Take a few moments to breathe
With so many topics to master and tests to tackle, it is natural that you might feel a little out of your depth from time to time. Rather than feeling overwhelmed, set aside a few moments to take a deep breath, and focus on the present moment.
Deep breathing can help put your worries into perspective, lower your heart rate, and decrease your stress levels. It could also help you push through an intense study session, or mentally prepare yourself for an upcoming test.
Switch off social media
Social media cannot only impact your productivity, but various studies have found that platforms can make people feel more stressed. What’s more, students are more likely to experience a fear of missing out, which can heighten their emotions and place greater pressure on their shoulders.
For this reason, you must switch off social media when studying for a life-changing qualification, as it could prevent you from experiencing negative thinking or high-stress levels. It might help to uninstall social media apps from your phone or tablet to prevent procrastination. If this isn’t enough to avoid temptation, you could install a website blocker or an app that will block access to specific sites for a scheduled period, such as during study.
Embrace Mother Nature
Re-energise your mind and body by changing your environment when you experience stress when studying. Going for a outdoor walk could lift your mood and decrease tension in the body, which can sharpen your focus when you return to study.

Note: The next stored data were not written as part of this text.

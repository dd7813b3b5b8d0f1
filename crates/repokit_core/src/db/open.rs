//! Connection bootstrap utilities for SQLite.
//!
//! # Responsibility
//! - Open file or in-memory SQLite connections.
//! - Apply the pragmas a `StoreConfig` asks for.
//! - Run caller migrations before returning a usable connection.
//!
//! # Invariants
//! - Returned connections have migrations fully applied.

use super::migrations::MigrationSet;
use super::DbResult;
use crate::config::StoreConfig;
use log::{error, info};
use rusqlite::Connection;
use std::path::Path;
use std::time::Instant;

/// Opens a SQLite database file and applies pending migrations.
///
/// # Side effects
/// - Emits `db_open` events with duration and status.
pub fn open_db(
    path: impl AsRef<Path>,
    config: &StoreConfig,
    migrations: &MigrationSet,
) -> DbResult<Connection> {
    open_with("file", || Connection::open(path), config, migrations)
}

/// Opens an in-memory SQLite database and applies pending migrations.
pub fn open_db_in_memory(config: &StoreConfig, migrations: &MigrationSet) -> DbResult<Connection> {
    open_with("memory", Connection::open_in_memory, config, migrations)
}

fn open_with(
    mode: &str,
    open: impl FnOnce() -> rusqlite::Result<Connection>,
    config: &StoreConfig,
    migrations: &MigrationSet,
) -> DbResult<Connection> {
    let started_at = Instant::now();
    info!("event=db_open module=db status=start mode={mode}");

    let mut conn = match open() {
        Ok(conn) => conn,
        Err(err) => {
            error!(
                "event=db_open module=db status=error mode={} duration_ms={} error_code=db_open_failed error={}",
                mode,
                started_at.elapsed().as_millis(),
                err
            );
            return Err(err.into());
        }
    };

    match bootstrap_connection(&mut conn, config, migrations) {
        Ok(applied) => {
            info!(
                "event=db_open module=db status=ok mode={} migrations_applied={} duration_ms={}",
                mode,
                applied,
                started_at.elapsed().as_millis()
            );
            Ok(conn)
        }
        Err(err) => {
            error!(
                "event=db_open module=db status=error mode={} duration_ms={} error_code=db_bootstrap_failed error={}",
                mode,
                started_at.elapsed().as_millis(),
                err
            );
            Err(err)
        }
    }
}

fn bootstrap_connection(
    conn: &mut Connection,
    config: &StoreConfig,
    migrations: &MigrationSet,
) -> DbResult<usize> {
    let foreign_keys = if config.foreign_keys { "ON" } else { "OFF" };
    conn.execute_batch(&format!("PRAGMA foreign_keys = {foreign_keys};"))?;
    conn.busy_timeout(config.busy_timeout())?;
    migrations.apply_migrations(conn)
}
mod common;

use common::{migrations, MIGRATIONS};
use repokit_core::db::{open_db, open_db_in_memory, DbError, Migration, MigrationSet};
use repokit_core::StoreConfig;
use rusqlite::Connection;

#[test]
fn open_db_in_memory_applies_all_migrations() {
    let conn = open_db_in_memory(&StoreConfig::default(), &migrations()).unwrap();

    assert_eq!(schema_version(&conn), migrations().latest_version());
    assert_table_exists(&conn, "customers");
    assert_table_exists(&conn, "orders");
    assert!(migrations().pending_migrations(&conn).unwrap().is_empty());
}

#[test]
fn opening_same_database_twice_is_idempotent() {
    let dir = tempfile::tempdir().unwrap();
    let path = dir.path().join("repokit.db");

    let conn_first = open_db(&path, &StoreConfig::default(), &migrations()).unwrap();
    assert_eq!(schema_version(&conn_first), 2);
    drop(conn_first);

    let conn_second = open_db(&path, &StoreConfig::default(), &migrations()).unwrap();
    assert_eq!(schema_version(&conn_second), 2);
    assert_table_exists(&conn_second, "customers");
}

#[test]
fn later_migrations_apply_on_top_of_earlier_ones() {
    let dir = tempfile::tempdir().unwrap();
    let path = dir.path().join("staged.db");
    let first_only = MigrationSet::new(MIGRATIONS[..1].iter().copied()).unwrap();

    let conn = open_db(&path, &StoreConfig::default(), &first_only).unwrap();
    assert_eq!(schema_version(&conn), 1);
    assert_eq!(
        migrations().pending_migrations(&conn).unwrap(),
        vec!["create_orders"]
    );
    drop(conn);

    let conn = open_db(&path, &StoreConfig::default(), &migrations()).unwrap();
    assert_eq!(schema_version(&conn), 2);
    assert_table_exists(&conn, "orders");
}

#[test]
fn opening_database_with_newer_schema_version_returns_error() {
    let dir = tempfile::tempdir().unwrap();
    let path = dir.path().join("future.db");

    let conn = Connection::open(&path).unwrap();
    conn.execute_batch("PRAGMA user_version = 999;").unwrap();
    drop(conn);

    let err = open_db(&path, &StoreConfig::default(), &migrations()).unwrap_err();
    match err {
        DbError::UnsupportedSchemaVersion {
            db_version,
            latest_supported,
        } => {
            assert_eq!(db_version, 999);
            assert_eq!(latest_supported, 2);
        }
        other => panic!("unexpected error: {other}"),
    }
}

#[test]
fn failing_migration_leaves_schema_untouched() {
    let broken = MigrationSet::new([
        MIGRATIONS[0],
        Migration {
            version: 2,
            title: "broken",
            sql: "CREATE TABLE oops (;",
        },
    ])
    .unwrap();

    let dir = tempfile::tempdir().unwrap();
    let path = dir.path().join("broken.db");
    assert!(open_db(&path, &StoreConfig::default(), &broken).is_err());

    let conn = Connection::open(&path).unwrap();
    assert_eq!(schema_version(&conn), 0);
    assert_table_missing(&conn, "customers");
}

#[test]
fn migration_versions_must_increase() {
    let err = MigrationSet::new([MIGRATIONS[1], MIGRATIONS[0]]).unwrap_err();
    assert!(matches!(
        err,
        DbError::InvalidMigrationOrder {
            previous: 2,
            next: 1
        }
    ));
}

fn schema_version(conn: &Connection) -> u32 {
    conn.query_row("PRAGMA user_version;", [], |row| row.get(0))
        .unwrap()
}

fn table_exists(conn: &Connection, table_name: &str) -> bool {
    let exists: i64 = conn
        .query_row(
            "SELECT EXISTS(
                SELECT 1
                FROM sqlite_master
                WHERE type = 'table' AND name = ?1
            );",
            [table_name],
            |row| row.get(0),
        )
        .unwrap();
    exists == 1
}

fn assert_table_exists(conn: &Connection, table_name: &str) {
    assert!(table_exists(conn, table_name), "table {table_name} does not exist");
}

fn assert_table_missing(conn: &Connection, table_name: &str) {
    assert!(!table_exists(conn, table_name), "table {table_name} exists");
}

If possible, spend at least 20 minutes in a natural space, such as a park, as the calming sounds and tranquil setting can reportedly reduce stress, anxiety, and depression. Go for a walk alone, take your dog for a wander, or enjoy a relaxed stroll with your other half. It will ensure you feel fresh and happier once you return to your desk.
Talk to your peers
It is normal to feel anxious and tense ahead of a long stretch of studying or when prepping for an upcoming test. Talking to your peers can be an effective way to control your overwhelming emotions and enjoy mental clarity.
As well as talking to your family and friends, it might also help to talk to other students on your course. An online DNP programme is a prime example, as you’ll be able to engage with experienced nurses on the course, who will likely be feeling the same way as you. By sharing your worries or emotions, you’ll be able to put your concerns into perspective and develop a newfound focus.
Enjoy a good night’s rest
It can be tempting to skip sleep in favour of cramming the books. While you might be eager to complete a doctor of nursing practice or another programme, it shouldn’t stand in the way of good physical or mental health. A good night’s sleep can help students to develop a relaxed mind and body, which can combat rising stress levels.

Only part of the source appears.